Use the standard free energy data in Appendix G to determine the free energy change for each of the following reactions, which are run under standard state conditions and 25 °C. Identify each as either spontaneous or nonspontaneous at these conditions.

(a) \(\text{C}\left(s\text{, graphite}\right)+{\text{O}}_{2}\left(g\right)\phantom{\rule{0.2em}{0ex}}⟶\phantom{\rule{0.2em}{0ex}}{\text{CO}}_{2}\left(g\right)\)

(b) \({\text{O}}_{2}\left(g\right)+{\text{N}}_{2}\left(g\right)\phantom{\rule{0.2em}{0ex}}⟶\phantom{\rule{0.2em}{0ex}}\text{2NO}\left(g\right)\)
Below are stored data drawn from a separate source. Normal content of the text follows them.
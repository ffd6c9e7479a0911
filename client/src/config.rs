use serde::{Deserialize, Serialize};
use shared::DEFAULT_BROADCAST_PORT;
use std::time::Duration;

/// Everything needed to register against the simulator's broadcasting interface.
///
/// Defaults match the simulator's stock `broadcasting.json`.
#[derive(Debug, Clone, PartialEq, Eq, Serialize, Deserialize)]
#[serde(default)]
pub struct ConnectionConfig {
    pub host: String,
    pub port: u16,
    /// Name the peer shows for this connection
    pub display_name: String,
    pub connection_password: String,
    /// Only needed for camera/HUD commands, which this client never sends
    pub command_password: String,
    /// How often the peer pushes realtime updates
    pub update_interval_ms: u32,
    pub registration_timeout_ms: u64,
    /// Upper bound on one blocking receive, and so on shutdown latency
    pub receive_timeout_ms: u64,
    /// Silence longer than this is reported as `PeerSilent`
    pub watchdog_interval_ms: u64,
}

impl Default for ConnectionConfig {
    fn default() -> Self {
        Self {
            host: "127.0.0.1".to_string(),
            port: DEFAULT_BROADCAST_PORT,
            display_name: "ACCRecorder".to_string(),
            connection_password: "asd".to_string(),
            command_password: String::new(),
            update_interval_ms: 250,
            registration_timeout_ms: 2_000,
            receive_timeout_ms: 250,
            watchdog_interval_ms: 5_000,
        }
    }
}

impl ConnectionConfig {
    pub fn peer_addr(&self) -> String {
        format!("{}:{}", self.host, self.port)
    }

    pub fn registration_timeout(&self) -> Duration {
        Duration::from_millis(self.registration_timeout_ms)
    }

    pub fn receive_timeout(&self) -> Duration {
        Duration::from_millis(self.receive_timeout_ms)
    }

    pub fn watchdog_interval(&self) -> Duration {
        Duration::from_millis(self.watchdog_interval_ms)
    }
}
#[cfg(test)]
mod tests {
    use super::*;
    use std::sync::Mutex;

    #[derive(Debug, Default)]
    struct Calls {
        order: Vec<&'static str>,
        screen_sink: Option<mpsc::UnboundedSender<RecorderError>>,
    }

    impl Calls {
        fn count(&self, call: &str) -> usize {
            self.order.iter().filter(|c| **c == call).count()
        }
    }

    struct FakeTelemetry {
        calls: Arc<Mutex<Calls>>,
        fail_start: bool,
        fail_stop: bool,
    }

    #[async_trait]
    impl TelemetryRecorder for FakeTelemetry {
        async fn start(&mut self, session_id: &str) -> Result<PathBuf, RecorderError> {
            self.calls.lock().unwrap().order.push("telemetry.start");
            if self.fail_start {
                return Err(RecorderError::Failed("disk full".to_string()));
            }
            Ok(PathBuf::from("sessions").join(session_id))
        }

        async fn stop(&mut self) -> Result<TelemetryStats, RecorderError> {
            self.calls.lock().unwrap().order.push("telemetry.stop");
            if self.fail_stop {
                return Err(RecorderError::NotRunning);
            }
            Ok(TelemetryStats {
                record_count: 1200,
                duration_seconds: 60.0,
            })
        }

        async fn append(&mut self, _snapshot: &PlayerSnapshot) -> Result<(), RecorderError> {
            Ok(())
        }
    }

    struct FakeScreen {
        calls: Arc<Mutex<Calls>>,
        fail_start: bool,
    }

    #[async_trait]
    impl ScreenRecorder for FakeScreen {
        async fn start(
            &mut self,
            _output_path: &Path,
            _config: &ScreenCaptureConfig,
        ) -> Result<(), RecorderError> {
            self.calls.lock().unwrap().order.push("screen.start");
            if self.fail_start {
                return Err(RecorderError::Launch("ffmpeg not found".to_string()));
            }
            Ok(())
        }

        async fn stop(&mut self) -> Result<f64, RecorderError> {
            self.calls.lock().unwrap().order.push("screen.stop");
            Ok(59.5)
        }

        fn set_error_sink(&mut self, sink: mpsc::UnboundedSender<RecorderError>) {
            self.calls.lock().unwrap().screen_sink = Some(sink);
        }
    }

    fn orchestrator(
        telemetry_fails_start: bool,
        screen_fails_start: bool,
        telemetry_fails_stop: bool,
    ) -> (RecordingOrchestrator, Arc<Mutex<Calls>>) {
        let calls = Arc::new(Mutex::new(Calls::default()));
        let telemetry = FakeTelemetry {
            calls: Arc::clone(&calls),
            fail_start: telemetry_fails_start,
            fail_stop: telemetry_fails_stop,
        };
        let screen = FakeScreen {
            calls: Arc::clone(&calls),
            fail_start: screen_fails_start,
        };
        let orchestrator = RecordingOrchestrator::new(
            Box::new(telemetry),
            Box::new(screen),
            ScreenCaptureConfig::default(),
        );
        (orchestrator, calls)
    }

    fn at(s: &str) -> DateTime<Local> {
        DateTime::parse_from_rfc3339(s).unwrap().with_timezone(&Local)
    }

    #[test]
    fn test_session_id_format() {
        let started_at = Local::now();
        let id = session_id(SessionType::Race, &started_at);
        assert_eq!(
            id,
            format!("ACC_Race_{}", started_at.format("%Y%m%d_%H%M%S"))
        );
        assert_eq!(id.len(), "ACC_Race_".len() + 15);
    }

    #[tokio::test]
    async fn test_start_then_stop_in_order() {
        let (mut orchestrator, calls) = orchestrator(false, false, false);

        let session = orchestrator
            .start_recording(SessionType::Race, Local::now())
            .await
            .unwrap()
            .unwrap();
        assert!(orchestrator.is_recording());
        assert_eq!(
            session.video_path,
            session.directory.join(format!("{}.mp4", session.id))
        );

        let report = orchestrator
            .stop_recording(Local::now(), 61.0)
            .await
            .unwrap()
            .unwrap();
        assert!(!orchestrator.is_recording());
        assert_eq!(report.session_id, session.id);
        assert_eq!(report.telemetry.unwrap().record_count, 1200);
        assert_eq!(report.video_duration_seconds, Some(59.5));
        assert!(report.standings.is_empty());

        assert_eq!(
            calls.lock().unwrap().order,
            vec!["telemetry.start", "screen.start", "screen.stop", "telemetry.stop"]
        );
    }

    #[tokio::test]
    async fn test_second_start_is_ignored() {
        let (mut orchestrator, calls) = orchestrator(false, false, false);

        orchestrator
            .start_recording(SessionType::Practice, Local::now())
            .await
            .unwrap();
        let second = orchestrator
            .start_recording(SessionType::Practice, Local::now())
            .await
            .unwrap();

        assert!(second.is_none());
        assert_eq!(calls.lock().unwrap().count("telemetry.start"), 1);
        assert_eq!(calls.lock().unwrap().count("screen.start"), 1);
    }

    #[tokio::test]
    async fn test_stop_without_session_is_ignored() {
        let (mut orchestrator, calls) = orchestrator(false, false, false);

        let report = orchestrator.stop_recording(Local::now(), 0.0).await.unwrap();
        assert!(report.is_none());
        assert!(calls.lock().unwrap().order.is_empty());
    }

    #[tokio::test]
    async fn test_screen_failure_rolls_back_telemetry() {
        let (mut orchestrator, calls) = orchestrator(false, true, false);

        let result = orchestrator
            .start_recording(SessionType::Race, Local::now())
            .await;

        assert_eq!(
            result,
            Err(OrchestratorError::RecordingStartFailed {
                stage: RecorderKind::Screen,
                cause: RecorderError::Launch("ffmpeg not found".to_string()),
                rollback: None,
            })
        );
        assert!(!orchestrator.is_recording());
        assert_eq!(calls.lock().unwrap().count("telemetry.stop"), 1);
    }

    #[tokio::test]
    async fn test_telemetry_failure_starts_nothing() {
        let (mut orchestrator, calls) = orchestrator(true, false, false);

        let result = orchestrator
            .start_recording(SessionType::Race, Local::now())
            .await;

        assert!(matches!(
            result,
            Err(OrchestratorError::RecordingStartFailed {
                stage: RecorderKind::Telemetry,
                ..
            })
        ));
        assert_eq!(calls.lock().unwrap().order, vec!["telemetry.start"]);
    }

    #[tokio::test]
    async fn test_stop_failure_still_closes_session() {
        let (mut orchestrator, _calls) = orchestrator(false, false, true);

        orchestrator
            .start_recording(SessionType::Hotstint, at("2024-05-01T14:30:00+00:00"))
            .await
            .unwrap();
        let result = orchestrator
            .stop_recording(at("2024-05-01T14:40:00+00:00"), 600.0)
            .await;

        match result {
            Err(OrchestratorError::RecordingStopFailed {
                screen,
                telemetry,
                partial,
            }) => {
                assert!(screen.is_none());
                assert_eq!(telemetry, Some(RecorderError::NotRunning));
                assert_eq!(partial.video_duration_seconds, Some(59.5));
                assert!(partial.telemetry.is_none());
            }
            other => panic!("Expected stop failure, got {:?}", other),
        }
        assert!(!orchestrator.is_recording());
    }

    #[tokio::test]
    async fn test_run_publishes_and_closes_on_shutdown() {
        let (orchestrator, calls) = orchestrator(false, false, false);
        let mut published = orchestrator.subscribe();
        let (tx, rx) = mpsc::unbounded_channel();

        let task = tokio::spawn(orchestrator.run(rx));
        tx.send(MonitorEvent::SessionStarted {
            session_type: SessionType::Race,
            started_at: Local::now(),
        })
        .unwrap();
        drop(tx);

        let orchestrator = task.await.unwrap();
        assert!(!orchestrator.is_recording());
        assert_eq!(calls.lock().unwrap().count("telemetry.stop"), 1);

        assert!(matches!(
            published.recv().await.unwrap(),
            OrchestratorEvent::RecordingStarted(_)
        ));
        assert!(matches!(
            published.recv().await.unwrap(),
            OrchestratorEvent::RecordingStopped(_)
        ));
    }

    #[tokio::test]
    async fn test_screen_errors_are_published() {
        let (orchestrator, calls) = orchestrator(false, false, false);
        let mut published = orchestrator.subscribe();
        let (tx, rx) = mpsc::unbounded_channel();
        let task = tokio::spawn(orchestrator.run(rx));

        let sink = calls.lock().unwrap().screen_sink.clone().unwrap();
        sink.send(RecorderError::Failed("encoder crashed".to_string()))
            .unwrap();

        match published.recv().await.unwrap() {
            OrchestratorEvent::ScreenError(error) => {
                assert_eq!(error, RecorderError::Failed("encoder crashed".to_string()))
            }
            other => panic!("Unexpected event: {:?}", other),
        }

        drop(tx);
        task.await.unwrap();
    }
}
//! Player telemetry from the simulator's shared-memory pages
//!
//! The simulator publishes several fixed-layout, 4-byte packed structures.
//! We read two of them: the physics page (car dynamics, updated every physics
//! step) and the graphics page (session status, laps, pit state). Only the
//! leading part of each page is copied; [`PHYSICS_PAGE_LEN`] and
//! [`GRAPHICS_PAGE_LEN`] cover every field parsed here.

use crate::error::PageTooShort;
use crate::types::{GameStatus, SessionType};
use serde::{Deserialize, Serialize};

pub const PHYSICS_PAGE_NAME: &str = "Local\\acpmf_physics";
pub const GRAPHICS_PAGE_NAME: &str = "Local\\acpmf_graphics";

/// Bytes of the physics page needed to parse a snapshot
pub const PHYSICS_PAGE_LEN: usize = 368;
/// Bytes of the graphics page needed to parse a snapshot
pub const GRAPHICS_PAGE_LEN: usize = 164;

mod physics {
    pub const PACKET_ID: usize = 0;
    pub const GAS: usize = 4;
    pub const BRAKE: usize = 8;
    pub const FUEL: usize = 12;
    pub const GEAR: usize = 16;
    pub const RPM: usize = 20;
    pub const STEER: usize = 24;
    pub const SPEED: usize = 28;
    pub const VELOCITY: usize = 32;
    pub const ACC_G: usize = 44;
    pub const WHEEL_PRESSURE: usize = 88;
    pub const TYRE_WEAR: usize = 120;
    pub const TYRE_CORE_TEMP: usize = 152;
    pub const BRAKE_TEMP: usize = 348;
    pub const CLUTCH: usize = 364;
}

mod graphics {
    pub const PACKET_ID: usize = 0;
    pub const STATUS: usize = 4;
    pub const SESSION: usize = 8;
    pub const COMPLETED_LAPS: usize = 132;
    pub const POSITION: usize = 136;
    pub const CURRENT_TIME: usize = 140;
    pub const SESSION_TIME_LEFT: usize = 152;
    pub const IS_IN_PIT: usize = 160;
}

/// Acceleration in g, split by the car's axes
#[derive(Debug, Clone, Copy, Default, PartialEq, Serialize, Deserialize)]
pub struct GForce {
    pub lateral: f32,
    pub longitudinal: f32,
    pub vertical: f32,
}

/// Per-wheel values in FL, FR, RL, RR order
pub type Wheels = [f32; 4];

/// One read of the player's car. Produced per poll, never mutated.
#[derive(Debug, Clone, Default, PartialEq, Serialize, Deserialize)]
pub struct PlayerSnapshot {
    /// Physics step counter; unchanged between reads means the producer is idle
    pub packet_id: i32,
    pub status: GameStatus,
    pub session_type: SessionType,
    pub speed_kmh: f32,
    /// -1 reverse, 0 neutral, 1.. forward gears
    pub gear: i32,
    pub rpm: i32,
    pub throttle: f32,
    pub brake: f32,
    pub clutch: f32,
    pub steer: f32,
    pub fuel: f32,
    pub velocity: [f32; 3],
    pub g_force: GForce,
    pub tyre_core_temp: Wheels,
    pub tyre_pressure: Wheels,
    pub tyre_wear: Wheels,
    pub brake_temp: Wheels,
    pub completed_laps: i32,
    pub position: i32,
    pub current_lap_time_ms: i32,
    pub session_time_left: f32,
    pub is_in_pit: bool,
}

impl PlayerSnapshot {
    /// Parses copies of the physics and graphics pages
    pub fn parse(physics_page: &[u8], graphics_page: &[u8]) -> Result<Self, PageTooShort> {
        check_len("physics", physics_page, PHYSICS_PAGE_LEN)?;
        check_len("graphics", graphics_page, GRAPHICS_PAGE_LEN)?;

        let p = Page(physics_page);
        let g = Page(graphics_page);
        let acc = p.f32x3(physics::ACC_G);

        Ok(Self {
            packet_id: p.i32(physics::PACKET_ID),
            status: GameStatus::from_shared_memory(g.i32(graphics::STATUS)),
            session_type: SessionType::from_shared_memory(g.i32(graphics::SESSION)),
            speed_kmh: p.f32(physics::SPEED),
            gear: p.i32(physics::GEAR) - 1,
            rpm: p.i32(physics::RPM),
            throttle: p.f32(physics::GAS),
            brake: p.f32(physics::BRAKE),
            clutch: p.f32(physics::CLUTCH),
            steer: p.f32(physics::STEER),
            fuel: p.f32(physics::FUEL),
            velocity: p.f32x3(physics::VELOCITY),
            g_force: GForce {
                lateral: acc[0],
                vertical: acc[1],
                longitudinal: acc[2],
            },
            tyre_core_temp: p.wheels(physics::TYRE_CORE_TEMP),
            tyre_pressure: p.wheels(physics::WHEEL_PRESSURE),
            tyre_wear: p.wheels(physics::TYRE_WEAR),
            brake_temp: p.wheels(physics::BRAKE_TEMP),
            completed_laps: g.i32(graphics::COMPLETED_LAPS),
            position: g.i32(graphics::POSITION),
            current_lap_time_ms: g.i32(graphics::CURRENT_TIME),
            session_time_left: g.f32(graphics::SESSION_TIME_LEFT),
            is_in_pit: g.i32(graphics::IS_IN_PIT) != 0,
        })
    }

    /// Lays the snapshot back out as (physics, graphics) page bytes.
    /// Used to simulate the producer.
    pub fn to_pages(&self) -> (Vec<u8>, Vec<u8>) {
        let mut p = PageMut(vec![0u8; PHYSICS_PAGE_LEN]);
        p.i32(physics::PACKET_ID, self.packet_id);
        p.f32(physics::GAS, self.throttle);
        p.f32(physics::BRAKE, self.brake);
        p.f32(physics::FUEL, self.fuel);
        p.i32(physics::GEAR, self.gear + 1);
        p.i32(physics::RPM, self.rpm);
        p.f32(physics::STEER, self.steer);
        p.f32(physics::SPEED, self.speed_kmh);
        p.f32s(physics::VELOCITY, &self.velocity);
        p.f32s(
            physics::ACC_G,
            &[
                self.g_force.lateral,
                self.g_force.vertical,
                self.g_force.longitudinal,
            ],
        );
        p.f32s(physics::WHEEL_PRESSURE, &self.tyre_pressure);
        p.f32s(physics::TYRE_WEAR, &self.tyre_wear);
        p.f32s(physics::TYRE_CORE_TEMP, &self.tyre_core_temp);
        p.f32s(physics::BRAKE_TEMP, &self.brake_temp);
        p.f32(physics::CLUTCH, self.clutch);

        let mut g = PageMut(vec![0u8; GRAPHICS_PAGE_LEN]);
        g.i32(graphics::PACKET_ID, self.packet_id);
        g.i32(graphics::STATUS, self.status.to_shared_memory());
        g.i32(graphics::SESSION, self.session_type.to_shared_memory());
        g.i32(graphics::COMPLETED_LAPS, self.completed_laps);
        g.i32(graphics::POSITION, self.position);
        g.i32(graphics::CURRENT_TIME, self.current_lap_time_ms);
        g.f32(graphics::SESSION_TIME_LEFT, self.session_time_left);
        g.i32(graphics::IS_IN_PIT, self.is_in_pit as i32);

        (p.0, g.0)
    }
}

fn check_len(page: &'static str, bytes: &[u8], needed: usize) -> Result<(), PageTooShort> {
    if bytes.len() < needed {
        return Err(PageTooShort {
            page,
            len: bytes.len(),
            needed,
        });
    }
    Ok(())
}

/// Length-checked view; every offset used is below the page's minimum length
struct Page<'a>(&'a [u8]);

impl Page<'_> {
    fn word(&self, offset: usize) -> [u8; 4] {
        let mut out = [0u8; 4];
        out.copy_from_slice(&self.0[offset..offset + 4]);
        out
    }

    fn i32(&self, offset: usize) -> i32 {
        i32::from_le_bytes(self.word(offset))
    }

    fn f32(&self, offset: usize) -> f32 {
        f32::from_le_bytes(self.word(offset))
    }

    fn f32x3(&self, offset: usize) -> [f32; 3] {
        [
            self.f32(offset),
            self.f32(offset + 4),
            self.f32(offset + 8),
        ]
    }

    fn wheels(&self, offset: usize) -> Wheels {
        [
            self.f32(offset),
            self.f32(offset + 4),
            self.f32(offset + 8),
            self.f32(offset + 12),
        ]
    }
}

struct PageMut(Vec<u8>);

impl PageMut {
    fn i32(&mut self, offset: usize, value: i32) {
        self.0[offset..offset + 4].copy_from_slice(&value.to_le_bytes());
    }

    fn f32(&mut self, offset: usize, value: f32) {
        self.0[offset..offset + 4].copy_from_slice(&value.to_le_bytes());
    }

    fn f32s(&mut self, offset: usize, values: &[f32]) {
        for (i, value) in values.iter().enumerate() {
            self.f32(offset + i * 4, *value);
        }
    }
}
(c) \(\text{2Cu}\left(s\right)+\text{S}\left(g\right)\phantom{\rule{0.2em}{0ex}}⟶\phantom{\rule{0.2em}{0ex}}{\text{Cu}}_{2}\text{S}\left(s\right)\)

(d) \(\text{CaO}\left(s\right)+{\text{H}}_{2}\text{O}\left(l\right)\phantom{\rule{0.2em}{0ex}}⟶\phantom{\rule{0.2em}{0ex}}\text{Ca}{\left(\text{OH}\right)}_{2}\left(s\right)\)

(e) \({\text{Fe}}_{2}{\text{O}}_{3}\left(s\right)+\text{3CO}\left(g\right)\phantom{\rule{0.2em}{0ex}}⟶\phantom{\rule{0.2em}{0ex}}\text{2Fe}\left(s\right)+{\text{3CO}}_{2}\left(g\right)\)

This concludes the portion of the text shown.